Dataset extract:

*** Begin section ***

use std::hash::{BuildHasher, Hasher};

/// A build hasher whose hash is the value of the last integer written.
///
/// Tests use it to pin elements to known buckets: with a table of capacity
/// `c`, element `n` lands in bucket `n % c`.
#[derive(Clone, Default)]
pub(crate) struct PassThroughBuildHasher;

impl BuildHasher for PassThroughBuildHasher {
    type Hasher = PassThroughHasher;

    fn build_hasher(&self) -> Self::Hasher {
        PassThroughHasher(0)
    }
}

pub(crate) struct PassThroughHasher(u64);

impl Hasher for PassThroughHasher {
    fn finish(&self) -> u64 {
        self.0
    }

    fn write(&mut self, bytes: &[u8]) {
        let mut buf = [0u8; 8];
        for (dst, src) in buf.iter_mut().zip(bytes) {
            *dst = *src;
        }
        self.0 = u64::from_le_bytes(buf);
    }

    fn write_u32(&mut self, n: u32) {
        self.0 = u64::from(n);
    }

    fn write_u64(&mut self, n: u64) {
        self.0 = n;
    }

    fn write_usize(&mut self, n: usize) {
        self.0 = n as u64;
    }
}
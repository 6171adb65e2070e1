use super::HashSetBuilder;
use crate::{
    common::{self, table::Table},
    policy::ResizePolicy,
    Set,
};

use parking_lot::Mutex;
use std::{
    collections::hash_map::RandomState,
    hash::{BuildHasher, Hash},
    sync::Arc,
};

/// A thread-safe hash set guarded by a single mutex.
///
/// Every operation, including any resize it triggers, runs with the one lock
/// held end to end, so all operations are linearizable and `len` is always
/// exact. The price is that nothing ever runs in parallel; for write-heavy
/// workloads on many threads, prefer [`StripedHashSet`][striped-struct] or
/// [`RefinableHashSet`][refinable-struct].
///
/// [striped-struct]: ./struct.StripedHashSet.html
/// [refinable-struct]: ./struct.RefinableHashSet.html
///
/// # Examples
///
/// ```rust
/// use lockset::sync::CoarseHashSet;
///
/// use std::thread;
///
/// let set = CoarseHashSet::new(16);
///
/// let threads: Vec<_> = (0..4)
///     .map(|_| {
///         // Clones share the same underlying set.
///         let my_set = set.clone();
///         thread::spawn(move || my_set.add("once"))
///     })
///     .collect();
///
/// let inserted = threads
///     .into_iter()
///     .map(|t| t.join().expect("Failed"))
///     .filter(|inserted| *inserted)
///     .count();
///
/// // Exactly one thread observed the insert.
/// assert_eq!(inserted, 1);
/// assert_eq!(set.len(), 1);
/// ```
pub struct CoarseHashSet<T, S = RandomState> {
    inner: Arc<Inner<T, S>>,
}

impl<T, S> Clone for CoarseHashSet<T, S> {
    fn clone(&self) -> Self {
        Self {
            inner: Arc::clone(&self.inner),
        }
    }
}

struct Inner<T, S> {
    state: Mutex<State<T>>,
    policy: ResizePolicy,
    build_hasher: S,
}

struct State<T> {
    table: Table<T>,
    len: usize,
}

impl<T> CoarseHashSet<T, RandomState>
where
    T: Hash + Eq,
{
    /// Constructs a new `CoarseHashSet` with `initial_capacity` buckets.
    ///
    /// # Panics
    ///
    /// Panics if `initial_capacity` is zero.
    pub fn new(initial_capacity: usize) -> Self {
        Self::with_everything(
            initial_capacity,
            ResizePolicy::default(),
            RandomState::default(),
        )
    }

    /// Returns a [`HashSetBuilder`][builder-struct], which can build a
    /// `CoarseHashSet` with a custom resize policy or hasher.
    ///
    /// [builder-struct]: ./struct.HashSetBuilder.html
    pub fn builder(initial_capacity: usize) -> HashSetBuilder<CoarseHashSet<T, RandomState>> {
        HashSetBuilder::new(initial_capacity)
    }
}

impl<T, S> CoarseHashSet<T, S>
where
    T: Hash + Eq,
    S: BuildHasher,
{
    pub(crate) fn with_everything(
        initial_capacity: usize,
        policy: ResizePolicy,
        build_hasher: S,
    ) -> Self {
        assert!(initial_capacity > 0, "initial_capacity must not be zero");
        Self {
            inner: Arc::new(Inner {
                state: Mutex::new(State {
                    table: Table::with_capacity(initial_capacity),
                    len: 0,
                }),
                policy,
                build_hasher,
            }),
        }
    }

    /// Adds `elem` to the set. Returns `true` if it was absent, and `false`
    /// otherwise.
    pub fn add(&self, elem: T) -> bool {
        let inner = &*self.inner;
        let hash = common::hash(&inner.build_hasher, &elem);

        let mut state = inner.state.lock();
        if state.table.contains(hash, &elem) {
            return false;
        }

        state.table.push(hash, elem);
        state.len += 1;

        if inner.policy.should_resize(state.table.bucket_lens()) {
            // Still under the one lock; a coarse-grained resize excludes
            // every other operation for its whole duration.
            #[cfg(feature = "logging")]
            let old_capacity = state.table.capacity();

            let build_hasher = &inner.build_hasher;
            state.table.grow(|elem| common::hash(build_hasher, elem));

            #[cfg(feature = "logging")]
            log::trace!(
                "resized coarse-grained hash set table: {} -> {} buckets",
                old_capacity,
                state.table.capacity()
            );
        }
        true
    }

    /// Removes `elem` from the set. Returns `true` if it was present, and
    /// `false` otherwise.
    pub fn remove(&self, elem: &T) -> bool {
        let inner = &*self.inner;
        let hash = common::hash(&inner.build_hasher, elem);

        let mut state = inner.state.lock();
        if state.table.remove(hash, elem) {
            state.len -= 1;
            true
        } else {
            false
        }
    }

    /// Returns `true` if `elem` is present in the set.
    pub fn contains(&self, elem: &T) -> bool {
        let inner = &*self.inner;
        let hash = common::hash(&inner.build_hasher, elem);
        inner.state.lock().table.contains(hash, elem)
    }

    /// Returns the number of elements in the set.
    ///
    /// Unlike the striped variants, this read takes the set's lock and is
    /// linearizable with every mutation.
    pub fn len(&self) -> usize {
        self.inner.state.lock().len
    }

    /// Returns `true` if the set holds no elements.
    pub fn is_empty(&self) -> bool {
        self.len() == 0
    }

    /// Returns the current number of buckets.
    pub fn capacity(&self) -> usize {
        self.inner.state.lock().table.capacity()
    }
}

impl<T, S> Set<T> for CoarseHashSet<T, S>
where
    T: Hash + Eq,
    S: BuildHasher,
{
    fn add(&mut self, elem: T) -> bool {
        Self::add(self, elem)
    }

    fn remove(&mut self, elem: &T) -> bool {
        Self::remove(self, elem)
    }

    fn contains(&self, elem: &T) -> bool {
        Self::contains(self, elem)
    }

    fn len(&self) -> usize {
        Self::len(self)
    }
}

*** End section ***

The task: Set all of the records down again, exactly as they stand.

Solution for this problem:
use std::hash::{BuildHasher, Hasher};

/// A build hasher whose hash is the value of the last integer written.
///
/// Tests use it to pin elements to known buckets: with a table of capacity
/// `c`, element `n` lands in bucket `n % c`.
#[derive(Clone, Default)]
pub(crate) struct PassThroughBuildHasher;

impl BuildHasher for PassThroughBuildHasher {
    type Hasher = PassThroughHasher;

    fn build_hasher(&self) -> Self::Hasher {
        PassThroughHasher(0)
    }
}

pub(crate) struct PassThroughHasher(u64);

impl Hasher for PassThroughHasher {
    fn finish(&self) -> u64 {
        self.0
    }

    fn write(&mut self, bytes: &[u8]) {
        let mut buf = [0u8; 8];
        for (dst, src) in buf.iter_mut().zip(bytes) {
            *dst = *src;
        }
        self.0 = u64::from_le_bytes(buf);
    }

    fn write_u32(&mut self, n: u32) {
        self.0 = u64::from(n);
    }

    fn write_u64(&mut self, n: u64) {
        self.0 = n;
    }

    fn write_usize(&mut self, n: usize) {
        self.0 = n as u64;
    }
}
repository 6171adb65e2070e1
use super::HashSetBuilder;
use crate::{
    common::{self, table::Table},
    policy::ResizePolicy,
    Set,
};

use parking_lot::Mutex;
use std::{
    collections::hash_map::RandomState,
    hash::{BuildHasher, Hash},
    sync::Arc,
};

/// A thread-safe hash set guarded by a single mutex.
///
/// Every operation, including any resize it triggers, runs with the one lock
/// held end to end, so all operations are linearizable and `len` is always
/// exact. The price is that nothing ever runs in parallel; for write-heavy
/// workloads on many threads, prefer [`StripedHashSet`][striped-struct] or
/// [`RefinableHashSet`][refinable-struct].
///
/// [striped-struct]: ./struct.StripedHashSet.html
/// [refinable-struct]: ./struct.RefinableHashSet.html
///
/// # Examples
///
/// ```rust
/// use lockset::sync::CoarseHashSet;
///
/// use std::thread;
///
/// let set = CoarseHashSet::new(16);
///
/// let threads: Vec<_> = (0..4)
///     .map(|_| {
///         // Clones share the same underlying set.
///         let my_set = set.clone();
///         thread::spawn(move || my_set.add("once"))
///     })
///     .collect();
///
/// let inserted = threads
///     .into_iter()
///     .map(|t| t.join().expect("Failed"))
///     .filter(|inserted| *inserted)
///     .count();
///
/// // Exactly one thread observed the insert.
/// assert_eq!(inserted, 1);
/// assert_eq!(set.len(), 1);
/// ```
pub struct CoarseHashSet<T, S = RandomState> {
    inner: Arc<Inner<T, S>>,
}

impl<T, S> Clone for CoarseHashSet<T, S> {
    fn clone(&self) -> Self {
        Self {
            inner: Arc::clone(&self.inner),
        }
    }
}

struct Inner<T, S> {
    state: Mutex<State<T>>,
    policy: ResizePolicy,
    build_hasher: S,
}

struct State<T> {
    table: Table<T>,
    len: usize,
}

impl<T> CoarseHashSet<T, RandomState>
where
    T: Hash + Eq,
{
    /// Constructs a new `CoarseHashSet` with `initial_capacity` buckets.
    ///
    /// # Panics
    ///
    /// Panics if `initial_capacity` is zero.
    pub fn new(initial_capacity: usize) -> Self {
        Self::with_everything(
            initial_capacity,
            ResizePolicy::default(),
            RandomState::default(),
        )
    }

    /// Returns a [`HashSetBuilder`][builder-struct], which can build a
    /// `CoarseHashSet` with a custom resize policy or hasher.
    ///
    /// [builder-struct]: ./struct.HashSetBuilder.html
    pub fn builder(initial_capacity: usize) -> HashSetBuilder<CoarseHashSet<T, RandomState>> {
        HashSetBuilder::new(initial_capacity)
    }
}

impl<T, S> CoarseHashSet<T, S>
where
    T: Hash + Eq,
    S: BuildHasher,
{
    pub(crate) fn with_everything(
        initial_capacity: usize,
        policy: ResizePolicy,
        build_hasher: S,
    ) -> Self {
        assert!(initial_capacity > 0, "initial_capacity must not be zero");
        Self {
            inner: Arc::new(Inner {
                state: Mutex::new(State {
                    table: Table::with_capacity(initial_capacity),
                    len: 0,
                }),
                policy,
                build_hasher,
            }),
        }
    }

    /// Adds `elem` to the set. Returns `true` if it was absent, and `false`
    /// otherwise.
    pub fn add(&self, elem: T) -> bool {
        let inner = &*self.inner;
        let hash = common::hash(&inner.build_hasher, &elem);

        let mut state = inner.state.lock();
        if state.table.contains(hash, &elem) {
            return false;
        }

        state.table.push(hash, elem);
        state.len += 1;

        if inner.policy.should_resize(state.table.bucket_lens()) {
            // Still under the one lock; a coarse-grained resize excludes
            // every other operation for its whole duration.
            #[cfg(feature = "logging")]
            let old_capacity = state.table.capacity();

            let build_hasher = &inner.build_hasher;
            state.table.grow(|elem| common::hash(build_hasher, elem));

            #[cfg(feature = "logging")]
            log::trace!(
                "resized coarse-grained hash set table: {} -> {} buckets",
                old_capacity,
                state.table.capacity()
            );
        }
        true
    }

    /// Removes `elem` from the set. Returns `true` if it was present, and
    /// `false` otherwise.
    pub fn remove(&self, elem: &T) -> bool {
        let inner = &*self.inner;
        let hash = common::hash(&inner.build_hasher, elem);

        let mut state = inner.state.lock();
        if state.table.remove(hash, elem) {
            state.len -= 1;
            true
        } else {
            false
        }
    }

    /// Returns `true` if `elem` is present in the set.
    pub fn contains(&self, elem: &T) -> bool {
        let inner = &*self.inner;
        let hash = common::hash(&inner.build_hasher, elem);
        inner.state.lock().table.contains(hash, elem)
    }

    /// Returns the number of elements in the set.
    ///
    /// Unlike the striped variants, this read takes the set's lock and is
    /// linearizable with every mutation.
    pub fn len(&self) -> usize {
        self.inner.state.lock().len
    }

    /// Returns `true` if the set holds no elements.
    pub fn is_empty(&self) -> bool {
        self.len() == 0
    }

    /// Returns the current number of buckets.
    pub fn capacity(&self) -> usize {
        self.inner.state.lock().table.capacity()
    }
}

impl<T, S> Set<T> for CoarseHashSet<T, S>
where
    T: Hash + Eq,
    S: BuildHasher,
{
    fn add(&mut self, elem: T) -> bool {
        Self::add(self, elem)
    }

    fn remove(&mut self, elem: &T) -> bool {
        Self::remove(self, elem)
    }

    fn contains(&self, elem: &T) -> bool {
        Self::contains(self, elem)
    }

    fn len(&self) -> usize {
        Self::len(self)
    }
}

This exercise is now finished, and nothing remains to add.